TASK BRIEF
Return the records exactly, from the first line through the "pub mod test_context;" line.

[Stored data entries]
=== Section Start ===
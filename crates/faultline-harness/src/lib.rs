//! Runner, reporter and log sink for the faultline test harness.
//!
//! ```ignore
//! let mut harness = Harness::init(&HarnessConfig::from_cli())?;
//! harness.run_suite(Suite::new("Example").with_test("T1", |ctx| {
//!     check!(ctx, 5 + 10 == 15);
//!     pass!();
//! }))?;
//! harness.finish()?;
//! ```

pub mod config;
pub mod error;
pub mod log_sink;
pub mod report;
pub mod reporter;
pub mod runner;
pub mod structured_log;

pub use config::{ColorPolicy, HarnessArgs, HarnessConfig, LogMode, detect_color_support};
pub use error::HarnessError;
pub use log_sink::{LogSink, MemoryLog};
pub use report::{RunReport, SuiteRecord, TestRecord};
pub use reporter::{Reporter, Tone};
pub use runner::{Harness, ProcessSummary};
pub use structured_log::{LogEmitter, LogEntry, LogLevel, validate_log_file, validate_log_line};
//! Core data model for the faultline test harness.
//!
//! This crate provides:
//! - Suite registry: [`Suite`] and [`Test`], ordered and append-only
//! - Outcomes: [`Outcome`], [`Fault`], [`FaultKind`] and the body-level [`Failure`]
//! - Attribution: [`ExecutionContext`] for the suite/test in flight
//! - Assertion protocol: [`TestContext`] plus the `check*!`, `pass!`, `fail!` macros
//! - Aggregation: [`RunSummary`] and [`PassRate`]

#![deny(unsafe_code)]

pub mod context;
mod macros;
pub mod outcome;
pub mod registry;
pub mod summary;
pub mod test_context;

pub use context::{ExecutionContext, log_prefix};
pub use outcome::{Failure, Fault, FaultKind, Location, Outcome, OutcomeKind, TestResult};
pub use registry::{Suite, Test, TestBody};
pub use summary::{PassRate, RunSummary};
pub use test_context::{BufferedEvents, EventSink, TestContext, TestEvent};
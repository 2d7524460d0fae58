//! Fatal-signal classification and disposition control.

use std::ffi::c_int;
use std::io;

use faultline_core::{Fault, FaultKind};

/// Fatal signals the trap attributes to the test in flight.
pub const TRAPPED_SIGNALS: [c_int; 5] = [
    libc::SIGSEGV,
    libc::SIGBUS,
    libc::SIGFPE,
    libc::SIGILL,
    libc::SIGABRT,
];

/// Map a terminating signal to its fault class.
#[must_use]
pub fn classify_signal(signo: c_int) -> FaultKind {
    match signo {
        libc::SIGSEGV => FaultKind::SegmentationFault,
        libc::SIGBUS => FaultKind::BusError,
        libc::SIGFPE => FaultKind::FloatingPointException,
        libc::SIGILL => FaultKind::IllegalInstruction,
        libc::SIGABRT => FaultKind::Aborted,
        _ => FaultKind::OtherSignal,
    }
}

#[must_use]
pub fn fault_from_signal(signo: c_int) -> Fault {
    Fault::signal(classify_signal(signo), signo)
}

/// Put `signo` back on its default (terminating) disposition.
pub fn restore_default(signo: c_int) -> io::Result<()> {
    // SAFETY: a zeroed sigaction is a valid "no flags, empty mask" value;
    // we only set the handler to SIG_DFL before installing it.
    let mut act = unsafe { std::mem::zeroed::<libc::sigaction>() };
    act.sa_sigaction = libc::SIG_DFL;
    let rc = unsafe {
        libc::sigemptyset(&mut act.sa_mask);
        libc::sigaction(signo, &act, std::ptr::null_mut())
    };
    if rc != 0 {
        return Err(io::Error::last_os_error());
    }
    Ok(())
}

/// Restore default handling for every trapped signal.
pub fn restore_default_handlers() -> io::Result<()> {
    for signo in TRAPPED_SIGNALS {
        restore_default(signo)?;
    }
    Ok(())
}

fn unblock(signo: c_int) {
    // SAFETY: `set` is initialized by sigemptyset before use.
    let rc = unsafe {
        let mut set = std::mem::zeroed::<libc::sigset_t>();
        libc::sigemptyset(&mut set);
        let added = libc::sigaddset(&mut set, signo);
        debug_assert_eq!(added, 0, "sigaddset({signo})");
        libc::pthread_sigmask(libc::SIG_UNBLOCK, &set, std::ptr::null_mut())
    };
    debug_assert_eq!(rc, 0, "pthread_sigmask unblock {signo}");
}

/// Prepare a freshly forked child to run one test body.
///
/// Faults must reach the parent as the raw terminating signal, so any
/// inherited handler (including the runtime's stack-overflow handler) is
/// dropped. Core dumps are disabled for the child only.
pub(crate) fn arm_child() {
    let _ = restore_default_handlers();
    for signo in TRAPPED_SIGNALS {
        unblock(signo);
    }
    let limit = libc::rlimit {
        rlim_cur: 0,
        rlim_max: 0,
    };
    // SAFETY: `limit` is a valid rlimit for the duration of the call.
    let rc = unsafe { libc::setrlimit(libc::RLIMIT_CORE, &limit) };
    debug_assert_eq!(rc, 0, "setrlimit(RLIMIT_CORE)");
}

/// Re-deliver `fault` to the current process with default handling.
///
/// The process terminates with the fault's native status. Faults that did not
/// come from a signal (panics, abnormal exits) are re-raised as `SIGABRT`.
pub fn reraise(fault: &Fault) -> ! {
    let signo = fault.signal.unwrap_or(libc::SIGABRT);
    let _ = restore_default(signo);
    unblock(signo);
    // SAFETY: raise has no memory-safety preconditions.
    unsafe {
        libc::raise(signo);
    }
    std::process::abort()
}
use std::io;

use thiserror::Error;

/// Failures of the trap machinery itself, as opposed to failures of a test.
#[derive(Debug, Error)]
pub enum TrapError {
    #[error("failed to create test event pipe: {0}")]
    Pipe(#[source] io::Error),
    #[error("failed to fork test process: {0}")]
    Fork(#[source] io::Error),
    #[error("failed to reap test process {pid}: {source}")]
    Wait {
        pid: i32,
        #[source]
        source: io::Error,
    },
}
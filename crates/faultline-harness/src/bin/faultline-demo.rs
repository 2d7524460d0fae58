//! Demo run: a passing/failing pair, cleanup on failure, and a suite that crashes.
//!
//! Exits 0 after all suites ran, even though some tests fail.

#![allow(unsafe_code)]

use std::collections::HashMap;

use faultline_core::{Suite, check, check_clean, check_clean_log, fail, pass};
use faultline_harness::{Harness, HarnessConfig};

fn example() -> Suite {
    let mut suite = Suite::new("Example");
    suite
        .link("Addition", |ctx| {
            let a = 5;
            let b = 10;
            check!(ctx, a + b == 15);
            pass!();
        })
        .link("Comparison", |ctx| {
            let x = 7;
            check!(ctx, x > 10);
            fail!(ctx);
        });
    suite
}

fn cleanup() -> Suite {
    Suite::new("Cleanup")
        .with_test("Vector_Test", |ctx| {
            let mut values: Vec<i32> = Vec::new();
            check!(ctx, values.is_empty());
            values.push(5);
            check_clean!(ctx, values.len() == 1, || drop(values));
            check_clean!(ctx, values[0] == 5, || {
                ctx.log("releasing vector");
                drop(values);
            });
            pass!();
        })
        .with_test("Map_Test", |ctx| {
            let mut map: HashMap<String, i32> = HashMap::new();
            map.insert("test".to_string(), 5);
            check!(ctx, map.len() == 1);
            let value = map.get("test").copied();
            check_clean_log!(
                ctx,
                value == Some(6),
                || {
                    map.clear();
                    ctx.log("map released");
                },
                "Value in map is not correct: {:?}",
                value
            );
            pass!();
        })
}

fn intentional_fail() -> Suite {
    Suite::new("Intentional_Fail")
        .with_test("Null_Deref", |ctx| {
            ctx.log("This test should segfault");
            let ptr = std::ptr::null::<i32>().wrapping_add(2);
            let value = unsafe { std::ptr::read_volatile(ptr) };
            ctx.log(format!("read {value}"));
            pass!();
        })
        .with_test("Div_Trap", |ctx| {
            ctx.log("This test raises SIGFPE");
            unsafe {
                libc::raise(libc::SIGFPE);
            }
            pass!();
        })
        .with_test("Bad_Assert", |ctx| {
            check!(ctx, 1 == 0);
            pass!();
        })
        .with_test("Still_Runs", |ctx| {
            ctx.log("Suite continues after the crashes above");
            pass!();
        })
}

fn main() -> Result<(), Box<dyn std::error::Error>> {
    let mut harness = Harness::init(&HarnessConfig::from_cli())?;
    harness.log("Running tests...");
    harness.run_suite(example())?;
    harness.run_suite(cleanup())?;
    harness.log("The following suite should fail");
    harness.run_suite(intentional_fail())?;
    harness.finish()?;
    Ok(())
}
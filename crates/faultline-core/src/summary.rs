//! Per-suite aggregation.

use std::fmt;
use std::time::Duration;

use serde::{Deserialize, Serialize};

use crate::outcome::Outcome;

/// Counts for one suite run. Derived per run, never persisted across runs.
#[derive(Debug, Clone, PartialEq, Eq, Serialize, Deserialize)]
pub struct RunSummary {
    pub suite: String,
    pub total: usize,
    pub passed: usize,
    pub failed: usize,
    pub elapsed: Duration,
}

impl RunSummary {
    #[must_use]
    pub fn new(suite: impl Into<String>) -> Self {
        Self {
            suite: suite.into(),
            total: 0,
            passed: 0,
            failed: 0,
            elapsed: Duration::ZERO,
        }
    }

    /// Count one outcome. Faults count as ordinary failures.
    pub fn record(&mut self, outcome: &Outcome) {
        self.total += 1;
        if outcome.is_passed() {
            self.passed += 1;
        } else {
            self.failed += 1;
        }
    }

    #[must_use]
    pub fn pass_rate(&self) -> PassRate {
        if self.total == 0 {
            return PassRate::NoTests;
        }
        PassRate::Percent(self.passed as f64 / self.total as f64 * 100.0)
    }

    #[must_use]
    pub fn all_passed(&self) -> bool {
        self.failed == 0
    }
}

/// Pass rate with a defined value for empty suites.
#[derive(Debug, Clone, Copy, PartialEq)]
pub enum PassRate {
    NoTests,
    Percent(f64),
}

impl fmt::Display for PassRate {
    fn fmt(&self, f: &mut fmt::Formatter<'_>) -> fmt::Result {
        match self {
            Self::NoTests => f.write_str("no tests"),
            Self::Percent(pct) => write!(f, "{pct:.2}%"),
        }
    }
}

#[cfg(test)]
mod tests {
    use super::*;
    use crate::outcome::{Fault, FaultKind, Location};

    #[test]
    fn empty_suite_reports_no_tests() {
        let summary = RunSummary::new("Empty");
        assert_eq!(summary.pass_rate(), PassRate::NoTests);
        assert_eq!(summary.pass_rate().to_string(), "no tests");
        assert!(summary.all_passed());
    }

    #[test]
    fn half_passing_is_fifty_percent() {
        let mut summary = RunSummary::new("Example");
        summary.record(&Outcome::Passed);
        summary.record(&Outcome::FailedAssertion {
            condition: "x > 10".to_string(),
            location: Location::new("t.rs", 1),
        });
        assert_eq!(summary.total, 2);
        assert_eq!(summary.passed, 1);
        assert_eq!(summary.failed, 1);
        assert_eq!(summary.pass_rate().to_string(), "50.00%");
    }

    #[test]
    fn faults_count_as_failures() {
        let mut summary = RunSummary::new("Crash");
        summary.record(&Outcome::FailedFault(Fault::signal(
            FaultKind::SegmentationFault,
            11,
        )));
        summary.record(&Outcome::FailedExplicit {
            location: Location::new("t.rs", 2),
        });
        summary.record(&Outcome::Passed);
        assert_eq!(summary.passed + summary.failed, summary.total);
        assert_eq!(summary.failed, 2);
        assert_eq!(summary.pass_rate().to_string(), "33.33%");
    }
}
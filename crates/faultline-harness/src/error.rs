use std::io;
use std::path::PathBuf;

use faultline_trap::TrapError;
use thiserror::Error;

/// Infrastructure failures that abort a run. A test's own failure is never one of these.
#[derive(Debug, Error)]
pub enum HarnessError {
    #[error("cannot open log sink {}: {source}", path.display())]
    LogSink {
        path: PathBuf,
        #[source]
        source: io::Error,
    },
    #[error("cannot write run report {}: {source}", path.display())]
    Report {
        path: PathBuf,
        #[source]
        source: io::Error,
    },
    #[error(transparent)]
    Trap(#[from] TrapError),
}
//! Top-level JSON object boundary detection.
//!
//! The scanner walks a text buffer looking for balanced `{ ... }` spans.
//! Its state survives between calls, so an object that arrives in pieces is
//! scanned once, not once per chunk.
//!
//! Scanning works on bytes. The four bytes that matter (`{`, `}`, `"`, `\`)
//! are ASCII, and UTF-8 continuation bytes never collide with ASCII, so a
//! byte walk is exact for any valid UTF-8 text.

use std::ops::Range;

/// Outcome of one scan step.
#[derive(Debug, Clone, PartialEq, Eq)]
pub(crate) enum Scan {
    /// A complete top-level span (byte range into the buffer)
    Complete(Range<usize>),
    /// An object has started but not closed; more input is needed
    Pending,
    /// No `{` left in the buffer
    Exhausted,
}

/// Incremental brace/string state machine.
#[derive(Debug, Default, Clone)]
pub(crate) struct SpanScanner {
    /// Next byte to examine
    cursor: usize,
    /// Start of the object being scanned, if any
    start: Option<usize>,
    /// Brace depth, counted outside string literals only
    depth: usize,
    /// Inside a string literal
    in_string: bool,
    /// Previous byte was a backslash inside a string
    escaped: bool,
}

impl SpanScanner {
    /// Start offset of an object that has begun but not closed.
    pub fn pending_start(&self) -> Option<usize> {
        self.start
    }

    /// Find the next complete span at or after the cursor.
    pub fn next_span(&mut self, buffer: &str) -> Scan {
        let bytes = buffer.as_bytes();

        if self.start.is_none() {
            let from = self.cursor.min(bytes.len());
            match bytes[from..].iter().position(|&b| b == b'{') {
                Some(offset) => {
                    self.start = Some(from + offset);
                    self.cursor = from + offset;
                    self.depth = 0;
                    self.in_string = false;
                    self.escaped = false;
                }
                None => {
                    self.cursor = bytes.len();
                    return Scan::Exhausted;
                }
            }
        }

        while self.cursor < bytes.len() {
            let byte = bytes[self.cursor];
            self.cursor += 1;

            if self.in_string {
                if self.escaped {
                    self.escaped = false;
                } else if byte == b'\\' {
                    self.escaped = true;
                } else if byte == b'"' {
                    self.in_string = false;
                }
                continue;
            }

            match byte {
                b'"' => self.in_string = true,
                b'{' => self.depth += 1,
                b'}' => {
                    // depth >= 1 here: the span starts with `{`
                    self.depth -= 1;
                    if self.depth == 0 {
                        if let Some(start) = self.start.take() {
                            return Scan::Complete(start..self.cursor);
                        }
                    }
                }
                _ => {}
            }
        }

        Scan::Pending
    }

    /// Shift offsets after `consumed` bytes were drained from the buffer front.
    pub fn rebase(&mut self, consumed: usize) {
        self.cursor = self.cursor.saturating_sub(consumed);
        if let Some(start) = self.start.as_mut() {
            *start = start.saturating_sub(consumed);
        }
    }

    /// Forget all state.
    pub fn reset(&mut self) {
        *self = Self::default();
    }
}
=== Section End ===
ANSWER FOR THE TASK
filename crates/faultline-harness/src/lib.rs
//! Runner, reporter and log sink for the faultline test harness.
//!
//! ```ignore
//! let mut harness = Harness::init(&HarnessConfig::from_cli())?;
//! harness.run_suite(Suite::new("Example").with_test("T1", |ctx| {
//!     check!(ctx, 5 + 10 == 15);
//!     pass!();
//! }))?;
//! harness.finish()?;
//! ```

pub mod config;
pub mod error;
pub mod log_sink;
pub mod report;
pub mod reporter;
pub mod runner;
pub mod structured_log;

pub use config::{ColorPolicy, HarnessArgs, HarnessConfig, LogMode, detect_color_support};
pub use error::HarnessError;
pub use log_sink::{LogSink, MemoryLog};
pub use report::{RunReport, SuiteRecord, TestRecord};
pub use reporter::{Reporter, Tone};
pub use runner::{Harness, ProcessSummary};
pub use structured_log::{LogEmitter, LogEntry, LogLevel, validate_log_file, validate_log_line};
//! Core data model for the faultline test harness.
//!
//! This crate provides:
//! - Suite registry: [`Suite`] and [`Test`], ordered and append-only
//! - Outcomes: [`Outcome`], [`Fault`], [`FaultKind`] and the body-level [`Failure`]
//! - Attribution: [`ExecutionContext`] for the suite/test in flight
//! - Assertion protocol: [`TestContext`] plus the `check*!`, `pass!`, `fail!` macros
//! - Aggregation: [`RunSummary`] and [`PassRate`]

#![deny(unsafe_code)]

pub mod context;
mod macros;
pub mod outcome;
pub mod registry;
pub mod summary;
pub mod test_context;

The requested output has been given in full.